In June, cybersecurity company McAfee said that hackers can gain direct access to the cameras and microphones of Peloton bikes. The hackers can add fake apps that look like Netflix and Spotify and steal your login information straight from your Peloton.
Peloton has, for the most part, been able to rise beyond these blemishes on its record, but certain numbers show that such incidents definitely come with a cost.
- The voluntary treadmill recall in Q3 will set the company back ~$170 million.
- The company’s accounts payable increased almost 6x year-over-year to $444 million. Why? The increase in inventories associated with backlogged orders and — you guessed it — faulty treadmills.
- Remember when I touted Peloton’s ability to grow while maintaining strong margins? Let’s forget about that. In Q3, the company’s profit margin decreased from 46.9% to 35.2%. Yikes.
Stockpiling inventories and an order backlog are acceptable when you have a strong brand to lean on, but margin erosion could become a serious problem for Peloton if inventories keep growing and brand affinity further erodes.
But Wait! There’s More!
You didn’t think we’d get out of here without talking about meme stocks, did you?
Peloton stock currently has $2.08 billion of short interest, which represents 8.68% of the total float. Essentially, there is currently ~$2 billion in the market betting on Peloton to fail. Is that a lot? Short answer: yes. Peloton has the largest short position in the domestic consumer durables market.
Hearing that might make some Redditors want to YOLO their 401k’s into connected fitness long buys, but I’m skeptical.
Peloton bears have recently been able to cover their short positions, which appeared a tall task earlier in the year when the company was deep in its growth narrative.
The crowded marketplace is a factor, too.
- Companies across the fitness spectrum are raising money at incredibly high valuations.

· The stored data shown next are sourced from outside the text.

//! Getting documents into the pipeline
//!
//! Documents come from string literals, from the short texts bundled with the library, from
//! local files, or from a Project Gutenberg archive (see `gutenberg`). Every loader returns one
//! document per line.
use std::fs::File;
use std::io::{BufRead, BufReader};
use std::path::Path;

use document::{Document, SourceId};
use errors::*;
use self::gutenberg::Archive;

pub mod gutenberg;

/// Load what an input spec names:
///
/// - `bundled:NAME` for a text bundled with the library,
/// - `gutenberg:ID` for a work fetched from `archive`, labelled with its title,
/// - anything else is a path, labelled with the file name without extension.
pub fn open<A: Archive>(spec: &str, archive: &A) -> Result<Vec<Document>> {
    if spec.starts_with("bundled:") {
        let name = &spec["bundled:".len()..];
        return bundled::by_name(name).ok_or_else(|| Error::configuration(format!(
            "there is no bundled text called {:?}; try dickinson, austen or wells", name)));
    }
    if spec.starts_with("gutenberg:") {
        let id = &spec["gutenberg:".len()..];
        let id = id.trim().parse::<u32>().map_err(|_| Error::configuration(format!(
            "Gutenberg ids are whole numbers, not {:?}", id)))?;
        let mut works = archive.fetch(&[id])?;
        return Ok(match works.pop() {
            Some(work) => {
                let label = work.text.title().map(SourceId::from).unwrap_or_else(|| SourceId::from(id));
                work.documents_as(label)
            }
            None => vec![],
        });
    }
    let path = Path::new(spec);
    let label = path.file_stem()
        .map(|stem| stem.to_string_lossy().into_owned())
        .unwrap_or_else(|| spec.to_string());
    read_text(path, Some(SourceId::from(label)))
}

/// Load several inputs, one group of documents each, so that no two inputs share a label.
///
/// An input whose label was already taken by an earlier one is labelled with its spec instead,
/// and failing that with its spec and position (`book.txt #2`).
pub fn open_distinct<A: Archive, S: AsRef<str>>(specs: &[S], archive: &A) -> Result<Vec<Vec<Document>>> {
    let mut taken: Vec<SourceId> = vec![];
    let mut groups = vec![];
    for (position, spec) in specs.iter().enumerate() {
        let spec = spec.as_ref();
        let mut docs = open(spec, archive)?;
        let label = match docs.iter().filter_map(|doc| doc.source_id.clone()).next() {
            Some(label) => label,
            None => {
                groups.push(docs);
                continue;
            }
        };
        if taken.contains(&label) {
            let mut fresh = SourceId::from(spec);
            if taken.contains(&fresh) {
                fresh = SourceId::from(format!("{} #{}", spec, position + 1));
            }
            warn!("{} is also called {:?}; labelling it {:?} instead", spec, label.as_str(), fresh.as_str());
            for doc in &mut docs {
                doc.source_id = Some(fresh.clone());
            }
            taken.push(fresh);
        } else {
            taken.push(label);
        }
        groups.push(docs);
    }
    Ok(groups)
}

/// One document per line of a literal
pub fn from_lines<S: AsRef<str>>(source_id: Option<SourceId>, lines: &[S]) -> Vec<Document> {
    lines.iter()
        .map(|line| Document::new(source_id.clone(), line.as_ref()))
        .collect()
}

/// One document per line of any text
pub fn from_text(source_id: Option<SourceId>, text: &str) -> Vec<Document> {
    text.lines()
        .map(|line| Document::new(source_id.clone(), line))
        .collect()
}

/// One document per line of a local file.
///
/// Files that look like Project Gutenberg downloads have their licence boilerplate removed.
pub fn read_text<P: AsRef<Path>>(path: P, source_id: Option<SourceId>) -> Result<Vec<Document>> {
    let path = path.as_ref();
    let mut raw = String::new();
    for line in BufReader::new(File::open(path)?).lines() {
        raw.push_str(&line?);
        raw.push('\n');
    }
    let text = gutenberg::strip(&raw);
    info!("Read {} lines from {}", text.body.len(), path.display());
    Ok(text.body.into_iter().map(|line| Document::new(source_id.clone(), line)).collect())
}

/// Short public-domain texts compiled into the library, for trying things out
pub mod bundled {
    use super::from_text;
    use document::{Document, SourceId};

    /// The first stanza of Emily Dickinson's "Because I could not stop for Death"
    pub fn dickinson() -> Vec<Document> {
        from_text(Some(SourceId::from("Dickinson")), include_str!("texts/dickinson.txt"))
    }

    /// The first two chapters (abridged) of Pride and Prejudice
    pub fn pride_and_prejudice() -> Vec<Document> {
        from_text(Some(SourceId::from("Pride & Prejudice")), include_str!("texts/pride.txt"))
    }

    /// The opening of The Time Machine
    pub fn time_machine() -> Vec<Document> {
        from_text(Some(SourceId::from("The Time Machine")), include_str!("texts/time_machine.txt"))
    }

    /// Look a bundled text up by a short name
    pub fn by_name(name: &str) -> Option<Vec<Document>> {
        match name.to_lowercase().as_str() {
            "dickinson" => Some(dickinson()),
            "pride" | "austen" => Some(pride_and_prejudice()),
            "time-machine" | "wells" => Some(time_machine()),
            _ => None,
        }
    }
}

#[cfg(test)]
mod tests {
    use super::*;
    use tempfile;
    use std::io::Write;

    #[test]
    fn literal_lines_share_a_source() {
        let docs = from_lines(Some("poem".into()), &["a", "b"]);
        assert_eq!(docs.len(), 2);
        assert!(docs.iter().all(|d| d.source_id == Some(SourceId::from("poem"))));
    }

    #[test]
    fn bundled_texts_load() {
        let poem = bundled::dickinson();
        assert_eq!(poem.len(), 4);
        assert_eq!(poem[3].text, "and Immortality");
        assert!(bundled::by_name("austen").unwrap().iter().any(|d| d.text == "Chapter 2"));
        assert!(bundled::by_name("beowulf").is_none());
    }

    #[test]
    fn reads_files_line_by_line() {
        let dir = tempfile::tempdir().unwrap();
        let path = dir.path().join("poem.txt");
        File::create(&path).unwrap().write_all(b"one line\nanother line\n").unwrap();
        let docs = read_text(&path, Some("p".into())).unwrap();
        let texts: Vec<&str> = docs.iter().map(|d| d.text.as_str()).collect();
        assert_eq!(texts, vec!["one line", "another line"]);
    }

    struct NoArchive;

    impl Archive for NoArchive {
        fn fetch_raw(&self, id: u32) -> Result<String> {
            if id == 1 {
                Ok("Title: One\n*** START OF IT ***\nthe text\n*** END OF IT ***\n".to_string())
            } else {
                Err(Error::DataRetrieval { id: id, reason: "offline".into() })
            }
        }
    }

    #[test]
    fn input_specs() {
        let poem = open("bundled:dickinson", &NoArchive).unwrap();
        assert_eq!(poem.len(), 4);
        assert!(open("bundled:beowulf", &NoArchive).is_err());

        let work = open("gutenberg:1", &NoArchive).unwrap();
        assert_eq!(work, vec![Document::new(Some("One".into()), "the text")]);
        match open("gutenberg:2", &NoArchive) {
            Err(Error::DataRetrieval { id: 2, .. }) => {}
            other => panic!("expected a retrieval error, got {:?}", other),
        }
        assert!(open("gutenberg:two", &NoArchive).is_err());

        let dir = tempfile::tempdir().unwrap();
        let path = dir.path().join("sonnet.txt");
        File::create(&path).unwrap().write_all(b"Shall I compare thee\n").unwrap();
        let sonnet = open(path.to_str().unwrap(), &NoArchive).unwrap();
        assert_eq!(sonnet[0].source_id, Some(SourceId::from("sonnet")));
    }

    fn labels(groups: &[Vec<Document>]) -> Vec<String> {
        groups.iter()
            .map(|docs| docs[0].source_id.as_ref().unwrap().to_string())
            .collect()
    }

    #[test]
    fn files_with_the_same_name_stay_apart() {
        let (one, two) = (tempfile::tempdir().unwrap(), tempfile::tempdir().unwrap());
        let first = one.path().join("book.txt");
        let second = two.path().join("book.txt");
        File::create(&first).unwrap().write_all(b"call me ishmael\n").unwrap();
        File::create(&second).unwrap().write_all(b"it was a dark night\n").unwrap();
        let specs = vec![first.to_str().unwrap(), second.to_str().unwrap()];
        let groups = open_distinct(&specs[..], &NoArchive).unwrap();
        assert_eq!(labels(&groups), vec!["book".to_string(), specs[1].to_string()]);
        assert!(groups[1].iter().all(|d| d.source_id == Some(SourceId::from(specs[1]))));
    }

    #[test]
    fn aliases_of_one_bundled_text_stay_apart() {
        let groups = open_distinct(&["bundled:austen", "bundled:pride", "bundled:pride"], &NoArchive).unwrap();
        assert_eq!(labels(&groups), vec![
            "Pride & Prejudice".to_string(),
            "bundled:pride".to_string(),
            "bundled:pride #3".to_string(),
        ]);
        let distinct = open_distinct(&["bundled:austen", "bundled:wells"], &NoArchive).unwrap();
        assert_eq!(labels(&distinct), vec!["Pride & Prejudice".to_string(), "The Time Machine".to_string()]);
        assert!(open_distinct(&["bundled:austen", "gutenberg:2"], &NoArchive).is_err());
    }

    #[test]
    fn missing_files_are_io_errors() {
        let dir = tempfile::tempdir().unwrap();
        match read_text(dir.path().join("nope.txt"), None) {
            Err(Error::IOError(_)) => {}
            other => panic!("expected an io error, got {:?}", other),
        }
    }
}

- Tonal, CLMBR, Tempo, LiteBoxer, and many others have all capitalized on the same fitness-starved COVID-19 market that Peloton was able to exploit.
- Others such as Icon and Echelon have become increasingly litigious in their attempts to unseat the current fitness king.
Faulty hardware, corruptible software, supply chain difficulties, and myriad intellectual property issues are all reasons to question how much higher Peloton can go from here.
Peloton is still trading above its 50-, 100-, and 200-day moving averages while price targets for Q4 2021 earnings are tracking ahead of schedule. The company should easily post more than $4 billion in revenues this year.
The share price and expected earnings are not an unassailable defense. Margin compression — particularly for a company with the growth trajectory of Peloton — is nothing to trivialize. Any significant damage to the Peloton brand could topple the entire house.
Plus, the connected fitness market will never be a winner takes all market. It’s too fragmented and exercise modalities are too diverse for a “one ring to rule them all” scenario … but Peloton was pretty freaking close. During the height of the pandemic, its name was synonymous with at-home fitness.
But when the brand is threatened, customers are flocking back to brick-and-mortar gyms, and a cohort of competitors enters the market on what feels like a daily basis, Peloton’s bright future is no longer a promise.